Problem description:
Your answer must be every line of the data that contains "impl".
--- Data listing Enclosed Below ---
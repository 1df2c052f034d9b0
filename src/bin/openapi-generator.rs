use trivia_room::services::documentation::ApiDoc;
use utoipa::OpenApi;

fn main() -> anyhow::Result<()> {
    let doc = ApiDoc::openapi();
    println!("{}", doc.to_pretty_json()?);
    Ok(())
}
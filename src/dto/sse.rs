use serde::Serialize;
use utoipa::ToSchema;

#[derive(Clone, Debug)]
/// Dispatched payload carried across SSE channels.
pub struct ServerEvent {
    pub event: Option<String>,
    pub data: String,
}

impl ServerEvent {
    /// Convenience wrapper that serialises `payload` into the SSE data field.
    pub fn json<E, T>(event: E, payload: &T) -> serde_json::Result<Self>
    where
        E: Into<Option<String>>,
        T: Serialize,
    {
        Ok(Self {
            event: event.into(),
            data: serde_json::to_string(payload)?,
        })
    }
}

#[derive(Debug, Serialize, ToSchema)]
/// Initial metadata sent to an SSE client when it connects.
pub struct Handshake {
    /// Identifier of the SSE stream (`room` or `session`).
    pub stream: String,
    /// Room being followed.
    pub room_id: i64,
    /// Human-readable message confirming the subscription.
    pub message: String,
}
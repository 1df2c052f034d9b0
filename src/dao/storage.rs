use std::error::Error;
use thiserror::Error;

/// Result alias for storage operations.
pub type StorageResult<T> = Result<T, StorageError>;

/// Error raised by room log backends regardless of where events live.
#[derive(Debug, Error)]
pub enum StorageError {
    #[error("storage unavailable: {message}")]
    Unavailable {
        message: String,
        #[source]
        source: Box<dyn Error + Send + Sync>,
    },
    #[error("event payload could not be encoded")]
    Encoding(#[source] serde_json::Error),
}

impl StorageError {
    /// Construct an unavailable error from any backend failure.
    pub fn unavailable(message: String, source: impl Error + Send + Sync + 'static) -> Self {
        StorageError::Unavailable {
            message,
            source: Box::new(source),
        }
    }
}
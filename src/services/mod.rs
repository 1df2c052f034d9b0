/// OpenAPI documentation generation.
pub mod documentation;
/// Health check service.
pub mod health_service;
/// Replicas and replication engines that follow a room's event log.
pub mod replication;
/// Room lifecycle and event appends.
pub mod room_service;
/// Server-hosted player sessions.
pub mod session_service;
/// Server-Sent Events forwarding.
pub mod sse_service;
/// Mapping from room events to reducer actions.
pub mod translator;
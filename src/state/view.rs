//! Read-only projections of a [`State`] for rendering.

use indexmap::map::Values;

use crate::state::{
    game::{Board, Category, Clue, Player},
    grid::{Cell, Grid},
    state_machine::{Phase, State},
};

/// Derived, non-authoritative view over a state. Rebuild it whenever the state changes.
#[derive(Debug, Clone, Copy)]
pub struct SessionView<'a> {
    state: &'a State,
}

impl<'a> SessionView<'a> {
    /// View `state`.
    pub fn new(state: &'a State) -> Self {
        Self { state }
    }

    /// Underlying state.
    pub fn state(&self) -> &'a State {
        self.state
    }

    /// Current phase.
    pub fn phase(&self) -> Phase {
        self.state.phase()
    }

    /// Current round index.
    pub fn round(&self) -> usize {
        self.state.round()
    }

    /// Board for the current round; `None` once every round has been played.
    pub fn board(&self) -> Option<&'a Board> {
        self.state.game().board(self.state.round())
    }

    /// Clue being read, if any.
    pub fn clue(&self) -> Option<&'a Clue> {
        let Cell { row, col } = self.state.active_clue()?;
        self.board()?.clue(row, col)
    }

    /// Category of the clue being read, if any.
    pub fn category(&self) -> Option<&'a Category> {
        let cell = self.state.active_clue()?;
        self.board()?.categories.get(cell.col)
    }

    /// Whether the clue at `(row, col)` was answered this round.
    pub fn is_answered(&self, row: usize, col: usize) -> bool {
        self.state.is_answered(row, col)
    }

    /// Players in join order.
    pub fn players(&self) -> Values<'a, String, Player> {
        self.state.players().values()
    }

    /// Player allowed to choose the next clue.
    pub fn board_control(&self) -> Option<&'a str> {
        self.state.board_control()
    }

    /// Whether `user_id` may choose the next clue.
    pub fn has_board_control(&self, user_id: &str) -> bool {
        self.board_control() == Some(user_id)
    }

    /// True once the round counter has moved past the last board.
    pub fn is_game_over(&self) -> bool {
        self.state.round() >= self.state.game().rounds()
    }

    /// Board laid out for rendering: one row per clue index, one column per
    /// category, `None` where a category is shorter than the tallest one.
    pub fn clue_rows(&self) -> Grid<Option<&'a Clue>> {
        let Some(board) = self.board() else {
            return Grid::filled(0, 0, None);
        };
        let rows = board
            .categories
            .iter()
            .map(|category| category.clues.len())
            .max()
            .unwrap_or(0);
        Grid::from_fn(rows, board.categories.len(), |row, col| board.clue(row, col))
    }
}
--- End of Enclosed Data listing ---
Written response:
impl ServerEvent {
impl StorageError {
    pub fn unavailable(message: String, source: impl Error + Send + Sync + 'static) -> Self {
impl<'a> SessionView<'a> {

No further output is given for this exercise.